Links to 3 test files to put together in raw_data folder:
https://drive.google.com/file/d/1ilUHwLjgtZCzh0LneIJEhTryrGumDF1V/view?usp=sharing
https://drive.google.com/file/d/1KM3hRZ8DzgPMEsMFmwBdmMNHrPCttuaB/view?usp=sharing
https://drive.google.com/file/d/17cWXJ9ltGXZ6izkgJv0uyNwStrE95_OA/view?usp=sharing
Link to the master file to compare:
https://drive.google.com/file/d/11fOpYFFfHijhZl_CuWHKvkrI7edkpUNQ/view?usp=sharing
<<<<< UPDATE >>>>>>
I am trying to find the solution and I did the code work and provide a valide output (a 180x3 data frame), but the columns that should be filled with the values of the objects accounts_db_org and accounts_total_org are showing NA. When checking the value stored in those objects, the values are correct (for the last iteration). So the output now is in its right format, but with NA instead of numbers.

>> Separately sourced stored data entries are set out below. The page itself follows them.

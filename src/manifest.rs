//! Wire types exchanged with the ingestion pipeline.
//!
//! Field names follow the pipeline's camelCase JSON exactly. Values the
//! transform does not interpret (`fileMetadata`, `originalFileLocation`,
//! `contentMetadata`) are carried through untouched.

use std::collections::BTreeMap;

use serde::{Deserialize, Serialize};

use crate::error::AppError;

// ─────────────────────────────────────────────────────────────────────────────
// Invocation Event
// ─────────────────────────────────────────────────────────────────────────────

/// Input event handed to the transform by the pipeline runtime.
#[derive(Debug, Clone, Default, Serialize, Deserialize)]
#[serde(rename_all = "camelCase")]
pub struct InvocationEvent {
    /// Bucket holding every batch referenced by `input_files`.
    pub bucket_name: Option<String>,
    /// Files staged by the previous pipeline step.
    pub input_files: Option<Vec<InputFile>>,
}

impl InvocationEvent {
    /// Returns the bucket name, or `MissingField` if absent or blank.
    pub fn require_bucket(&self) -> Result<&str, AppError> {
        match self.bucket_name.as_deref() {
            Some(bucket) if !bucket.trim().is_empty() => Ok(bucket),
            _ => Err(AppError::MissingField("bucketName".into())),
        }
    }

    /// Returns the input files, or `MissingField` if absent or empty.
    pub fn require_input_files(&self) -> Result<&[InputFile], AppError> {
        match self.input_files.as_deref() {
            Some(files) if !files.is_empty() => Ok(files),
            _ => Err(AppError::MissingField("inputFiles".into())),
        }
    }
}

/// One staged source document.
#[derive(Debug, Clone, Default, Serialize, Deserialize)]
#[serde(rename_all = "camelCase")]
pub struct InputFile {
    #[serde(default)]
    pub content_batches: Vec<ContentBatch>,
    #[serde(default = "empty_object")]
    pub file_metadata: serde_json::Value,
    #[serde(default = "empty_object")]
    pub original_file_location: serde_json::Value,
}

/// Reference to one stored batch blob.
#[derive(Debug, Clone, Default, PartialEq, Eq, Serialize, Deserialize)]
pub struct ContentBatch {
    #[serde(default, skip_serializing_if = "Option::is_none")]
    pub key: Option<String>,
}

impl ContentBatch {
    pub fn new(key: impl Into<String>) -> Self {
        Self {
            key: Some(key.into()),
        }
    }
}

// ─────────────────────────────────────────────────────────────────────────────
// Output Manifest
// ─────────────────────────────────────────────────────────────────────────────

/// Result returned to the pipeline runtime.
#[derive(Debug, Clone, Default, PartialEq, Serialize, Deserialize)]
#[serde(rename_all = "camelCase")]
pub struct OutputManifest {
    pub output_files: Vec<OutputFile>,
}

/// Output entry for one input file; batches are parallel to the input's.
#[derive(Debug, Clone, PartialEq, Serialize, Deserialize)]
#[serde(rename_all = "camelCase")]
pub struct OutputFile {
    pub original_file_location: serde_json::Value,
    pub file_metadata: serde_json::Value,
    pub content_batches: Vec<ContentBatch>,
}

// ─────────────────────────────────────────────────────────────────────────────
// Batch Content
// ─────────────────────────────────────────────────────────────────────────────

/// Decoded body of a batch blob.
#[derive(Debug, Clone, Default, PartialEq, Eq, Serialize, Deserialize)]
#[serde(rename_all = "camelCase")]
pub struct BatchContent {
    #[serde(default)]
    pub file_contents: Vec<ContentRecord>,
}

impl BatchContent {
    /// Decodes a batch blob as fetched from storage.
    pub fn from_slice(bytes: &[u8]) -> Result<Self, AppError> {
        Ok(serde_json::from_slice(bytes)?)
    }

    /// Encodes the batch for storage.
    pub fn to_vec(&self) -> Result<Vec<u8>, AppError> {
        Ok(serde_json::to_vec(self)?)
    }
}

/// A typed unit of content. Type and metadata are opaque to the transform.
#[derive(Debug, Clone, Default, PartialEq, Eq, Serialize, Deserialize)]
#[serde(rename_all = "camelCase")]
pub struct ContentRecord {
    #[serde(default)]
    pub content_type: String,
    #[serde(default)]
    pub content_metadata: BTreeMap<String, String>,
    #[serde(default)]
    pub content_body: String,
}

impl ContentRecord {
    /// Returns a record with this record's type and metadata and a new body.
    pub fn with_body(&self, body: String) -> Self {
        Self {
            content_type: self.content_type.clone(),
            content_metadata: self.content_metadata.clone(),
            content_body: body,
        }
    }
}

fn empty_object() -> serde_json::Value {
    serde_json::Value::Object(serde_json::Map::new())
}
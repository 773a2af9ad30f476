pub mod config;
pub mod error;
pub mod manifest;
pub mod pipeline;
pub mod storage;
pub mod streaming;

pub use crate::config::Settings;
pub use crate::error::AppError;
pub use crate::manifest::{BatchContent, ContentRecord, InvocationEvent, OutputManifest};
pub use crate::pipeline::{ChunkingHandler, HandlerOptions};
pub use crate::storage::{BlobStore, FsBlobStore, MemoryBlobStore};
pub use crate::streaming::{transform_record, ChunkSize};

I am really close, but I am not being able to make the code to show the right numbers. My last attempt is:
library(rjson)
library(dplyr)
library(tidyverse)
archivos <- list.files("./raw_data", pattern = "json", full.names = TRUE)
psa_handles <- read_csv(file = "./raw_data/psa_handles.csv", show_col_types = FALSE) %>%
select(Name, AKA, Twitter)
nr_archivos <- length(archivos)
psa_result <- matrix(nrow = nr_archivos, ncol = 3)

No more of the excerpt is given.